Our result, published in the journal History of Universities, intrigued the editors so much that they included an editorial that was even longer than our article. They considered our findings to be a breakthrough in understanding the nature of the European undergraduate population in the 1500s. And our result provided the basis for deducing when Wittich was born, since we knew he enrolled at Leipzig in the summer of 1563. If he was seventeen, then his birth year was around 1546, making him the same age as Tycho. But Tycho, precocious lad that he was, had turned up at Leipzig at age fifteen. He later recalled having been at Wittenberg the same time that Wittich was there, but that he scarcely remembered him. Tycho may not have recalled that meeting very well, but his memories of Wittich's visit to Uraniborg and its aftermath were all too clear.

Paul Wittich was a cut above most of the helpers who had arrived on the island of Hven. He was more akin to Tycho both intellectually and socially. The imperious Tycho needed appreciation, and Wittich could offer it as he admired the instruments on the balconies of the Uraniborg castle. So Tycho held nothing back as he explained the novel star-sights and scales on his quadrants, sextants, and armillary spheres. They toured the library with its thousands of books and its giant celestial globe, and they swapped notes on their ingenious trigo­nometrical methods. And the guest showed his host the technical underpinnings of his cosmological speculations, elegantly drafted into the copies of De revolutionibus that accompanied his wanderings. The idea of preserving some of the Copernican details, but with the Earth at the fixed center, must have greatly intrigued Tycho. He may have already been thinking along those lines, but seeing the specific arrangement of the planetary mechanisms within a geocentric framework must surely have spurred his own imagination. Clearly, Wittich's copies of De revolutionibus impressed Tycho, for he spent a decade pursuing those books, specifically mentioning their number and their contents, before he finally got them.

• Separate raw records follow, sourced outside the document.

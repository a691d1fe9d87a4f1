// Copyright 2025 Kirky.X
//
// Licensed under the Apache License, Version 2.0 (the "License");
// you may not use this file except in compliance with the License.
// You may obtain a copy of the License at
//
//     http://www.apache.org/licenses/LICENSE-2.0
//
// Unless required by applicable law or agreed to in writing, software
// distributed under the License is distributed on an "AS IS" BASIS,
// WITHOUT WARRANTIES OR CONDITIONS OF ANY KIND, either express or implied.
// See the License for the specific language governing permissions and
// limitations under the License.

use super::{fetch_page, map_db_err};
use crate::domain::models::page::{Page, PageRequest};
use crate::domain::models::rating::Rating;
use crate::domain::repositories::rating_repository::{RatingFilter, RatingRepository};
use crate::domain::repositories::RepositoryError;
use crate::infrastructure::database::entities::{
    lineup as lineup_entity, match_player as match_player_entity, rating as rating_entity,
};
use async_trait::async_trait;
use sea_orm::*;
use std::sync::Arc;

/// 评分仓库实现
pub struct RatingRepositoryImpl {
    db: Arc<DatabaseConnection>,
}

impl RatingRepositoryImpl {
    pub fn new(db: Arc<DatabaseConnection>) -> Self {
        Self { db }
    }
}

pub(crate) fn to_domain(m: rating_entity::Model) -> Rating {
    Rating {
        id: m.id,
        match_player_id: m.match_player_id,
        user_id: m.user_id,
        score: m.score,
        created_at: m.created_at.into(),
    }
}

#[async_trait]
impl RatingRepository for RatingRepositoryImpl {
    async fn create(&self, rating: &Rating) -> Result<Rating, RepositoryError> {
        let model = rating_entity::ActiveModel {
            id: Set(rating.id.clone()),
            match_player_id: Set(rating.match_player_id.clone()),
            user_id: Set(rating.user_id.clone()),
            score: Set(rating.score),
            created_at: Set(rating.created_at.into()),
        };
        let model = model.insert(self.db.as_ref()).await.map_err(map_db_err)?;
        Ok(to_domain(model))
    }

    async fn find_by_id(&self, id: &str) -> Result<Option<Rating>, RepositoryError> {
        let model = rating_entity::Entity::find_by_id(id.to_string())
            .one(self.db.as_ref())
            .await?;
        Ok(model.map(to_domain))
    }

    async fn update(&self, rating: &Rating) -> Result<Rating, RepositoryError> {
        let mut model: rating_entity::ActiveModel =
            rating_entity::Entity::find_by_id(rating.id.clone())
                .one(self.db.as_ref())
                .await?
                .ok_or(RepositoryError::NotFound)?
                .into();

        model.score = Set(rating.score);

        let updated = model.update(self.db.as_ref()).await.map_err(map_db_err)?;
        Ok(to_domain(updated))
    }

    async fn delete(&self, id: &str) -> Result<(), RepositoryError> {
        let result = rating_entity::Entity::delete_by_id(id.to_string())
            .exec(self.db.as_ref())
            .await?;
        if result.rows_affected == 0 {
            return Err(RepositoryError::NotFound);
        }
        Ok(())
    }

    async fn list(
        &self,
        filter: &RatingFilter,
        page: PageRequest,
    ) -> Result<Page<Rating>, RepositoryError> {
        let mut select = rating_entity::Entity::find();

        if let Some(mp_id) = &filter.match_player_id {
            select = select.filter(rating_entity::Column::MatchPlayerId.eq(mp_id.clone()));
        }
        if let Some(user_id) = &filter.user_id {
            select = select.filter(rating_entity::Column::UserId.eq(user_id.clone()));
        }

        select = select
            .order_by_desc(rating_entity::Column::CreatedAt)
            .order_by_asc(rating_entity::Column::Id);

        fetch_page(self.db.as_ref(), select, page, |m| Ok(to_domain(m))).await
    }

    async fn find_by_match_player_and_user(
        &self,
        match_player_id: &str,
        user_id: &str,
    ) -> Result<Option<Rating>, RepositoryError> {
        let model = rating_entity::Entity::find()
            .filter(rating_entity::Column::MatchPlayerId.eq(match_player_id))
            .filter(rating_entity::Column::UserId.eq(user_id))
            .one(self.db.as_ref())
            .await?;
        Ok(model.map(to_domain))
    }

    async fn find_by_match(&self, match_id: &str) -> Result<Vec<Rating>, RepositoryError> {
        let models = rating_entity::Entity::find()
            .join(JoinType::InnerJoin, rating_entity::Relation::MatchPlayer.def())
            .join(JoinType::InnerJoin, match_player_entity::Relation::Lineup.def())
            .filter(lineup_entity::Column::MatchId.eq(match_id))
            .order_by_asc(rating_entity::Column::MatchPlayerId)
            .order_by_asc(rating_entity::Column::CreatedAt)
            .all(self.db.as_ref())
            .await?;
        Ok(models.into_iter().map(to_domain).collect())
    }
}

Despite his brilliance, Wittich seems to have been much more laid-back than Tycho. I have known a number of scientists, more than competent, wonderfully helpful and full of ideas, who could scarcely ever bring themselves to turn their researches into a publishable paper. Wittich must have been one of this type, for there is a not a single published book or paper with his name on it. No doubt on Hven he became increasingly wary of the arrogant, high-intensity Tycho, and when an inheritance came his way in Wroclaw, he used it as an excuse to escape the snare. He obviously accepted the huge Apianus volume, and he promised to come back, but he never did.

The next Tycho heard of Wittich was that the Wratislavian was holding forth at the observatory of his chief astronomical rival, Landgrave Wilhelm of Hesse in Kassel, revealing the secrets of Tycho's star-sights and scale graduations and much else. Tycho was infuriated and felt badly burned. Never again would he be so open about his inventions. He became a changed man, secretive to the point of paranoia. And he soon had occasion to be truly paranoid. This time it was not the upper-class Wittich, but a lowborn autodidact, once a swineherd, who became the thorn in his side.

* Copies today sell in the vicinity of half a million dollars.

* Coming from the Greek, prosthaphaeresis literally means "addito-subtractive."